Selon un communiqué du ministère du commerce extérieur, cette rencontre a été marquée par l’adoption de décisions importantes, notamment l’entrée en vigueur de l’Accord sur les subventions à la pêche et la prorogation du moratoire sur le commerce électronique. Ces mesures visent à renforcer l’inclusion des pays développés, des pays en développement et des pays les moins avancés (PMA) dans les échanges internationaux.
Au cours des travaux, Julien Paluku a défendu la nécessité d’un commerce plus équitable, en mettant en avant l’Accord sur la facilitation des investissements pour le développement. Selon lui, cet instrument constitue un levier essentiel pour attirer davantage d’investissements, diversifier l’économie congolaise et accroître les exportations.

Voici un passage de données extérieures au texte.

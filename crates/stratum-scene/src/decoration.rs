//! Non-colliding decorative items such as score labels.
//!
//! Decorations live in a layer's second sequence: they are painted by the
//! renderer in insertion order but never receive updates, key events, or
//! collision notifications.

use std::str::FromStr;

use serde::{Deserialize, Serialize};

use crate::geometry::Vec2;
use crate::layer::LayerId;

/// Horizontal alignment of a text label relative to its position.
#[derive(Debug, Clone, Copy, PartialEq, Serialize, Deserialize)]
#[serde(rename_all = "snake_case")]
pub enum HAlign {
    Left,
    Center,
    Right,
    /// Offset in pixels from the left edge.
    Offset(f32),
}

/// Vertical alignment of a text label relative to its position.
#[derive(Debug, Clone, Copy, PartialEq, Serialize, Deserialize)]
#[serde(rename_all = "snake_case")]
pub enum VAlign {
    Bottom,
    Center,
    Top,
    /// Offset in pixels from the bottom edge.
    Offset(f32),
}

/// Which point of the label sits on its position.
#[derive(Debug, Clone, Copy, PartialEq, Serialize, Deserialize)]
pub struct Anchor {
    pub x: HAlign,
    pub y: VAlign,
}

impl Anchor {
    pub const CENTER: Anchor = Anchor::new(HAlign::Center, VAlign::Center);
    pub const LEFT: Anchor = Anchor::new(HAlign::Left, VAlign::Center);
    pub const RIGHT: Anchor = Anchor::new(HAlign::Right, VAlign::Center);
    pub const BOTTOM: Anchor = Anchor::new(HAlign::Center, VAlign::Bottom);
    pub const TOP: Anchor = Anchor::new(HAlign::Center, VAlign::Top);

    pub const fn new(x: HAlign, y: VAlign) -> Self {
        Self { x, y }
    }

    /// Anchor at an explicit pixel offset from the bottom-left corner.
    pub const fn explicit(x: f32, y: f32) -> Self {
        Self::new(HAlign::Offset(x), VAlign::Offset(y))
    }
}

impl Default for Anchor {
    /// Bottom-left.
    fn default() -> Self {
        Anchor::new(HAlign::Left, VAlign::Bottom)
    }
}

impl FromStr for Anchor {
    type Err = std::convert::Infallible;

    /// Named anchors; anything unrecognised falls back to bottom-left.
    fn from_str(s: &str) -> Result<Self, Self::Err> {
        Ok(match s {
            "center" => Anchor::CENTER,
            "left" => Anchor::LEFT,
            "right" => Anchor::RIGHT,
            "bottom" => Anchor::BOTTOM,
            "top" => Anchor::TOP,
            _ => Anchor::default(),
        })
    }
}

/// RGBA color, 8 bits per channel.
#[derive(Debug, Clone, Copy, PartialEq, Eq, Serialize, Deserialize)]
pub struct Color(pub [u8; 4]);

impl Color {
    pub const WHITE: Color = Color([255, 255, 255, 255]);

    /// Opaque color from three channels.
    pub const fn rgb(r: u8, g: u8, b: u8) -> Self {
        Color([r, g, b, 255])
    }

    pub const fn rgba(r: u8, g: u8, b: u8, a: u8) -> Self {
        Color([r, g, b, a])
    }
}

impl Default for Color {
    fn default() -> Self {
        Color::WHITE
    }
}

impl From<[u8; 3]> for Color {
    fn from([r, g, b]: [u8; 3]) -> Self {
        Color::rgb(r, g, b)
    }
}

impl From<[u8; 4]> for Color {
    fn from(c: [u8; 4]) -> Self {
        Color(c)
    }
}

/// A text label.
#[derive(Debug, Clone, PartialEq, Serialize, Deserialize)]
pub struct Decoration {
    text: String,
    pub position: Vec2,
    pub font_size: f32,
    pub font_name: Option<String>,
    pub color: Color,
    pub anchor: Anchor,
    #[serde(skip)]
    pub(crate) layer: Option<LayerId>,
}

impl Decoration {
    /// Label at `position`, 12pt white, anchored bottom-left.
    pub fn new(text: impl Into<String>, position: impl Into<Vec2>) -> Self {
        Self {
            text: text.into(),
            position: position.into(),
            font_size: 12.0,
            font_name: None,
            color: Color::WHITE,
            anchor: Anchor::default(),
            layer: None,
        }
    }

    pub fn with_font_size(mut self, size: f32) -> Self {
        self.font_size = size;
        self
    }

    pub fn with_font(mut self, name: impl Into<String>) -> Self {
        self.font_name = Some(name.into());
        self
    }

    pub fn with_color(mut self, color: impl Into<Color>) -> Self {
        self.color = color.into();
        self
    }

    pub fn with_anchor(mut self, anchor: Anchor) -> Self {
        self.anchor = anchor;
        self
    }

    pub fn text(&self) -> &str {
        &self.text
    }

    pub fn set_text(&mut self, text: impl Into<String>) {
        self.text = text.into();
    }

    /// The layer this label is attached to, if any.
    pub fn layer(&self) -> Option<LayerId> {
        self.layer
    }
}

#[cfg(test)]
mod tests {
    use super::*;

    #[test]
    fn named_anchors_parse() {
        assert_eq!("center".parse::<Anchor>().unwrap(), Anchor::CENTER);
        assert_eq!("top".parse::<Anchor>().unwrap(), Anchor::TOP);
        assert_eq!("sideways".parse::<Anchor>().unwrap(), Anchor::default());
    }

    #[test]
    fn explicit_anchor_keeps_offsets() {
        let label = Decoration::new("hp", (0.0, 0.0)).with_anchor(Anchor::explicit(4.0, 2.5));
        assert_eq!(label.anchor.x, HAlign::Offset(4.0));
        assert_eq!(label.anchor.y, VAlign::Offset(2.5));
    }

    #[test]
    fn three_channel_color_is_opaque() {
        let label = Decoration::new("score: 0", (10.0, 10.0)).with_color([10, 20, 30]);
        assert_eq!(label.color, Color([10, 20, 30, 255]));
    }

    #[test]
    fn text_can_be_replaced() {
        let mut label = Decoration::new("lives: 3", Vec2::ZERO);
        label.set_text("lives: 2");
        assert_eq!(label.text(), "lives: 2");
        assert_eq!(label.layer(), None);
    }
}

Les États membres ont également convergé vers la nécessité de réformer l’OMC afin de la rendre plus efficace et mieux adaptée aux réalités économiques actuelles. Les discussions ont porté sur la prise de décision, le traitement spécial et différencié en faveur des pays en développement, ainsi que sur l’amélioration des conditions de concurrence.
Pour la RDC, cette participation active s’inscrit dans une stratégie de repositionnement sur la scène commerciale internationale. Le ministère du Commerce extérieur entend tirer parti des cadres multilatéraux pour défendre les intérêts du pays et capter de nouvelles opportunités économiques.
En marge de la conférence, le ministre congolais a engagé des discussions bilatérales, notamment avec son homologue canadien, Maninder Sidhu, en vue de renforcer la coopération économique entre les deux pays dans des secteurs clés comme l’agriculture, l’énergie et la modernisation des infrastructures commerciales.
Ces échanges ouvrent la voie à des initiatives concrètes, dont l’organisation d’un forum économique et une future visite officielle à Ottawa, traduisant la volonté de Kinshasa de diversifier ses partenaires et de consolider sa diplomatie économique.